**What is being asked**
Locate the word "domain" in the entries below, then gather every line that holds it.

(Saved entries)
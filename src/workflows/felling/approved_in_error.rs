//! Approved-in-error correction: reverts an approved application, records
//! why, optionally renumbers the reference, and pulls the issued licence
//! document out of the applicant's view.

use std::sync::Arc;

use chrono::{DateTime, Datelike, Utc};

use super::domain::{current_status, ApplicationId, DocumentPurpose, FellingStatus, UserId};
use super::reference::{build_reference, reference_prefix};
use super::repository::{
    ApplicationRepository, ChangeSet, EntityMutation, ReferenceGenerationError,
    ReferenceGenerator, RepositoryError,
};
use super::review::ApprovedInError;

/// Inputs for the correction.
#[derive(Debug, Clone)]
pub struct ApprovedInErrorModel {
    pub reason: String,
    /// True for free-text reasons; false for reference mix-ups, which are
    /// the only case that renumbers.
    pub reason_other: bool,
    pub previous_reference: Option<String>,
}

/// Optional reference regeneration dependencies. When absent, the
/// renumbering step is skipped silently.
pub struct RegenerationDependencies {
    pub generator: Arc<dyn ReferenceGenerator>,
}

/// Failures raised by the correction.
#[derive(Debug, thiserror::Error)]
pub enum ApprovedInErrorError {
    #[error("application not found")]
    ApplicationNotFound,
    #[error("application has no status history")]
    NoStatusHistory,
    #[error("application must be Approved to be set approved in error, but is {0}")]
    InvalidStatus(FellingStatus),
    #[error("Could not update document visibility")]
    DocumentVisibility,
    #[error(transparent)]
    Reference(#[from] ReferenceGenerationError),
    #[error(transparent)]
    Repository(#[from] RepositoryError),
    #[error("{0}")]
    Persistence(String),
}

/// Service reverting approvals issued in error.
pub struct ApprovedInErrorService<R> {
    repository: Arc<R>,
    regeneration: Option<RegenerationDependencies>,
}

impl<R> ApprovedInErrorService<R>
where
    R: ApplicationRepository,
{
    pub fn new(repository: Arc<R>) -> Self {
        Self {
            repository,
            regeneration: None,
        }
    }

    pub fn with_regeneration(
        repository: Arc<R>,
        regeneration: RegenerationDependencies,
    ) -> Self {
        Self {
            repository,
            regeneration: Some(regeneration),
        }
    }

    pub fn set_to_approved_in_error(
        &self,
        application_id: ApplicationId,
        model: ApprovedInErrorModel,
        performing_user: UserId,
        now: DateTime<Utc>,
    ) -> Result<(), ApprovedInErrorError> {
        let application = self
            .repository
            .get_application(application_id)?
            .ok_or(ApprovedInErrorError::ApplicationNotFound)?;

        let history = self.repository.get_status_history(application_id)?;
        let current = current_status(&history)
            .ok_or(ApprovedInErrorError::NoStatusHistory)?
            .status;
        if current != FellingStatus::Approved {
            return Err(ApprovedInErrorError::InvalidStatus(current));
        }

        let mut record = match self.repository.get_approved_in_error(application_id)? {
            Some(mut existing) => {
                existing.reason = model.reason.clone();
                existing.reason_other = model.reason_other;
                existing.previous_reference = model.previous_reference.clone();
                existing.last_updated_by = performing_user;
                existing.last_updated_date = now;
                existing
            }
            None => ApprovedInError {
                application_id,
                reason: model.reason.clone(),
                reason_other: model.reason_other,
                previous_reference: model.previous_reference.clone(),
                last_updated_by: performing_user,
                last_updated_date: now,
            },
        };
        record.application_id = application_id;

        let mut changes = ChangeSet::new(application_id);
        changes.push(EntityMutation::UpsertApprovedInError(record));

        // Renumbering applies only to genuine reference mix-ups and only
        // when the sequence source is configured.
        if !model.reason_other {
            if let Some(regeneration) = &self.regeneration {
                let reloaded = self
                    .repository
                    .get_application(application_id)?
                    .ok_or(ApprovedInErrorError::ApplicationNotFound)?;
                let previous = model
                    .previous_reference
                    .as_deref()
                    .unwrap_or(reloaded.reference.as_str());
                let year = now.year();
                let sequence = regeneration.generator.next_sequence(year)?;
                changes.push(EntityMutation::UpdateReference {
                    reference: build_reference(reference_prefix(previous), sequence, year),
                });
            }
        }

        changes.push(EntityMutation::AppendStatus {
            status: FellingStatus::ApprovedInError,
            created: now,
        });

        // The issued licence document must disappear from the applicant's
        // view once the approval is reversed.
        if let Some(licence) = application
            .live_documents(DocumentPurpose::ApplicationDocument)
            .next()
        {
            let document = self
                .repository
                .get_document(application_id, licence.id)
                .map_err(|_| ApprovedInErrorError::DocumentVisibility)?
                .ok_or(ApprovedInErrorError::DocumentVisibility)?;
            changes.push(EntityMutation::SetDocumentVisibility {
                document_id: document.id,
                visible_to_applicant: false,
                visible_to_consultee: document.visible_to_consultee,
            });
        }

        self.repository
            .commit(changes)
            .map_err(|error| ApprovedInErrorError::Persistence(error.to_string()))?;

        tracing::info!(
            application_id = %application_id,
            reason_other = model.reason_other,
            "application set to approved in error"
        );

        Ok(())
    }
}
--
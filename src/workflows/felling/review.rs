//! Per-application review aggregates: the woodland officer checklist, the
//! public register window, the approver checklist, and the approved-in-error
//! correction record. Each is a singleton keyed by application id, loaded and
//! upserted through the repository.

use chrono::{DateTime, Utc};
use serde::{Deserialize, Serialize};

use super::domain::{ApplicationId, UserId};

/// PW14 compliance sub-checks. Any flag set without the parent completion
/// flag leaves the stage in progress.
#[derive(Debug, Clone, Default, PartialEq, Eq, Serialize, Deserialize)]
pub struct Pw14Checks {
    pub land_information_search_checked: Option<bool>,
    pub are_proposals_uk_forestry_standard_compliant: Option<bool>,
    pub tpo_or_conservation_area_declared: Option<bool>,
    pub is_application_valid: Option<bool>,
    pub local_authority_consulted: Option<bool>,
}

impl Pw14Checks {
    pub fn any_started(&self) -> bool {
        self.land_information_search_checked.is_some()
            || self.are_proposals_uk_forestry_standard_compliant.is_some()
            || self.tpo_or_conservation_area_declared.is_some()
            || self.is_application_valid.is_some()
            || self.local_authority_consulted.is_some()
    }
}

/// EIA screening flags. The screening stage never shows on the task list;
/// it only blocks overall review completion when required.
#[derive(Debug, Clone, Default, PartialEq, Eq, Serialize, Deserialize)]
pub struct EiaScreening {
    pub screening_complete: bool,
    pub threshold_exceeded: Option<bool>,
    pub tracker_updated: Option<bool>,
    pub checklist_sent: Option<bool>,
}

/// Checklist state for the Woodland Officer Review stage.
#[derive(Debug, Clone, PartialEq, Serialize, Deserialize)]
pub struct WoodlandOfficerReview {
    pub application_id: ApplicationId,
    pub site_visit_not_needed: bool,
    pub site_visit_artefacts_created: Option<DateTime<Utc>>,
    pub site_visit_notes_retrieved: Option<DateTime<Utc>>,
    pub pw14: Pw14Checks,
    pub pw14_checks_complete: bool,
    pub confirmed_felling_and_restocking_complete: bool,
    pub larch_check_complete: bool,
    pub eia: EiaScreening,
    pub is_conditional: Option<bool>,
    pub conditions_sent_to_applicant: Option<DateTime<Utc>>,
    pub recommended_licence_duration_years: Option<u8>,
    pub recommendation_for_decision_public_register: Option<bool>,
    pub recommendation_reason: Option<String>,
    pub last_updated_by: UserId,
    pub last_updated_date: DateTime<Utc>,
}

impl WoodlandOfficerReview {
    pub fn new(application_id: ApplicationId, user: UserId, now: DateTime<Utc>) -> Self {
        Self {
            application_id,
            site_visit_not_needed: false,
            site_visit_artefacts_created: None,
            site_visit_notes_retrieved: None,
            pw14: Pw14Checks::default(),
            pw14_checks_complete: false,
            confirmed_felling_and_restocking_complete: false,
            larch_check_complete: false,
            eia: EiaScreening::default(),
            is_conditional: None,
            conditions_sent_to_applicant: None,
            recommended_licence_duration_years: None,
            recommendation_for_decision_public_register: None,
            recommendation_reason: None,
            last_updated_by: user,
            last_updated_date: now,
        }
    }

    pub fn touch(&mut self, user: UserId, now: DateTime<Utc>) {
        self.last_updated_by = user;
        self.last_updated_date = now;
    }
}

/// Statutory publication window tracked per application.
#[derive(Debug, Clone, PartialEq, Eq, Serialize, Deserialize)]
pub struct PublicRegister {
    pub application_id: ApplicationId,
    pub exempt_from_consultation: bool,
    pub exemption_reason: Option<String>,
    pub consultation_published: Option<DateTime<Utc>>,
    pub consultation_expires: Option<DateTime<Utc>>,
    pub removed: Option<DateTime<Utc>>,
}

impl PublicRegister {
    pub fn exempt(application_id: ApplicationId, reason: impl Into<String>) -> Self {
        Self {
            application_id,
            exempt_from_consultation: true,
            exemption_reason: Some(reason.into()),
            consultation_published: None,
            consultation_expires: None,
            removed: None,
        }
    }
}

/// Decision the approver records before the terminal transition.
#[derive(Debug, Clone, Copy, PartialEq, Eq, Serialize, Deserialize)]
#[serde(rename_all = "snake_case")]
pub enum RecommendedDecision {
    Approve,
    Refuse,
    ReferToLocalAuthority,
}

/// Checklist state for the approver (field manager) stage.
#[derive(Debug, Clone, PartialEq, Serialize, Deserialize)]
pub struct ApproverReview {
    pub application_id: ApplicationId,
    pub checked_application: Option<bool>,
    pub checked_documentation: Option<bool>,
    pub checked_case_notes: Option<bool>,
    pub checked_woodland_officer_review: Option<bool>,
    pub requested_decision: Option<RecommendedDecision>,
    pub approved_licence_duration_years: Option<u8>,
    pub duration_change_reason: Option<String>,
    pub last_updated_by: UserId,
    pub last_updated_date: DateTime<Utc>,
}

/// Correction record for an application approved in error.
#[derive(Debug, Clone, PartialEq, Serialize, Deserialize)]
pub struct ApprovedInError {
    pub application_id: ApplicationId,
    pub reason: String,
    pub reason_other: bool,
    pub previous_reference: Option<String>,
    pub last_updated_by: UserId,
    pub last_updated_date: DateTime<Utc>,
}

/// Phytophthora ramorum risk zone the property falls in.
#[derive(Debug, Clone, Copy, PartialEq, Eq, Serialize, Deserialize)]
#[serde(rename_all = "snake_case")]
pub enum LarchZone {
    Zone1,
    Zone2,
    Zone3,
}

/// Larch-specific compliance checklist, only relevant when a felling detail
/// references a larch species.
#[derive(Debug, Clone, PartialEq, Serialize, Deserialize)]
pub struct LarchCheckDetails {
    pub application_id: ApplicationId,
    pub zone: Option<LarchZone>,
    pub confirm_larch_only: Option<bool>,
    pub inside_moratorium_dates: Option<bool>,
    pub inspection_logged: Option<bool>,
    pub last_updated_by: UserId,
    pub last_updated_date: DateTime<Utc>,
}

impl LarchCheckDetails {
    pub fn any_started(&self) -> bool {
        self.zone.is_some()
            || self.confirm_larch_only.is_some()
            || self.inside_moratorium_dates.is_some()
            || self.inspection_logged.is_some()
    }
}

**Worked solution**
use super::domain::{current_status, ApplicationId, DocumentPurpose, FellingStatus, UserId};
use super::domain::{ApplicationId, UserId};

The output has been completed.